Magazine publisher Time Inc. (TIME) has reported a 0.4% increase in third-quarter revenue, growth that was tied to some recent corporate transactions and offsetting weak print advertising revenue. Here are the most important things to know about company’s latest earnings report.
What you need to know: The results from Time Inc. — the publisher of People, Entertainment Weekly, Sports Illustrated and Fortune — were affected by several factors lumped together as “corporate transactions,” which include the acquisition of Cozi Inc., the sale of Mexico-based GEX, and other transactions. Excluding those items, revenue would have declined 6%, hurt by lower print and other advertising revenue, as well as falling circulation revenue.
The company, which was spun off earlier this year from former parent Time Warner (TWX), is now a stand-alone magazine producer at a challenging time for the publishing industry, which has struggled to adapt to the digital world as more readers look to social media, blogs and other web properties to get their news fix.
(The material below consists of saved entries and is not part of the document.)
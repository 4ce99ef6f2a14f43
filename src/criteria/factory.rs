//! Combinatorial expansion: intent -> one attribute-change set per
//! experiment in the sweep.

use log::{debug, warn};

use super::{BatchCriteria, CriteriaIntent, ExpansionPlan};
use crate::error::Result;
use crate::population::PopulationSource;
use crate::xml::{AttrChange, AttrChangeSet};

/// Build a concrete [`BatchCriteria`] from a parsed intent. The population
/// override, when present, comes from the injected `population_source`
/// capability rather than being synthesized here.
pub fn build(
    criteria_str: &str,
    intent: CriteriaIntent,
    population_source: &dyn PopulationSource,
) -> BatchCriteria {
    if intent.category.flags().is_empty() {
        warn!(
            "criteria '{}' has no declared feature flags; expanding to a single no-op experiment",
            criteria_str
        );
    }

    let population_changes = intent
        .population
        .map(|size| population_source.changes_for(size));

    BatchCriteria::new(criteria_str.to_string(), intent, population_changes)
}

/// Enumerate the full `{false, true}^k` factorial over the category's flag
/// list, in lexicographic order with `false` before `true` (the first flag
/// varies slowest). Exactly `2^k` entries, order-stable across calls.
///
/// A category with no flags yields a single empty change set.
pub(super) fn expand(
    intent: &CriteriaIntent,
    population_changes: Option<&AttrChangeSet>,
) -> Result<ExpansionPlan> {
    let flags = intent.category.flags();
    let k = flags.len();

    let mut plan = ExpansionPlan::with_capacity(1 << k);
    for combo in 0..(1u32 << k) {
        let mut changes = AttrChangeSet::new();
        for (i, flag) in flags.iter().enumerate() {
            let enabled = (combo >> (k - 1 - i)) & 1 == 1;
            changes.add(AttrChange::new(
                format!(".//oracle_manager/{}", intent.name),
                *flag,
                enabled.to_string(),
            ));
        }
        plan.push(changes);
    }

    if let Some(pop) = population_changes {
        for changes in &mut plan {
            changes.combine(pop)?;
        }
    }

    debug!(
        "expanded {} flags into {} experiments (population override: {})",
        k,
        plan.len(),
        population_changes.is_some()
    );
    Ok(plan)
}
And while Time Inc. on Tuesday reported a drop in newsstand revenue for the latest quarter, there were some notable bright spots. A March 2014 price increase of People magazine generated an additional $4 million. Meanwhile, digital advertising revenue increased 5% from a year ago, and excluding the impact of corporate transactions, digital ad revenue would have leapt 19%.
But the company also narrowed its full-year targets, citing weak print ad booking trends. It now sees revenue for 2014 between $3.27 billion and $3.3 billion, slightly below the prior expectations of $3.3 billion to $3.37 billion.
The big number: Time’s revenue and net income results both exceeded expectations. The company’s revenue totaled $821 million, above the $817.5 million projected by analysts surveyed by Bloomberg. Adjusted profit for the third quarter totaled 41 cents in the latest quarter, below last year’s 67-cent profit, but above the 34 cents that Wall Street analysts had predicted.
What you might have missed: Time Inc. is making some progress on the digital side. The company said it served 93.6 million multi platform unique visitors during September in the U.S., up 27% since December when excluding CNNMoney.com, a partnership that was terminated when Time Inc. was spun off.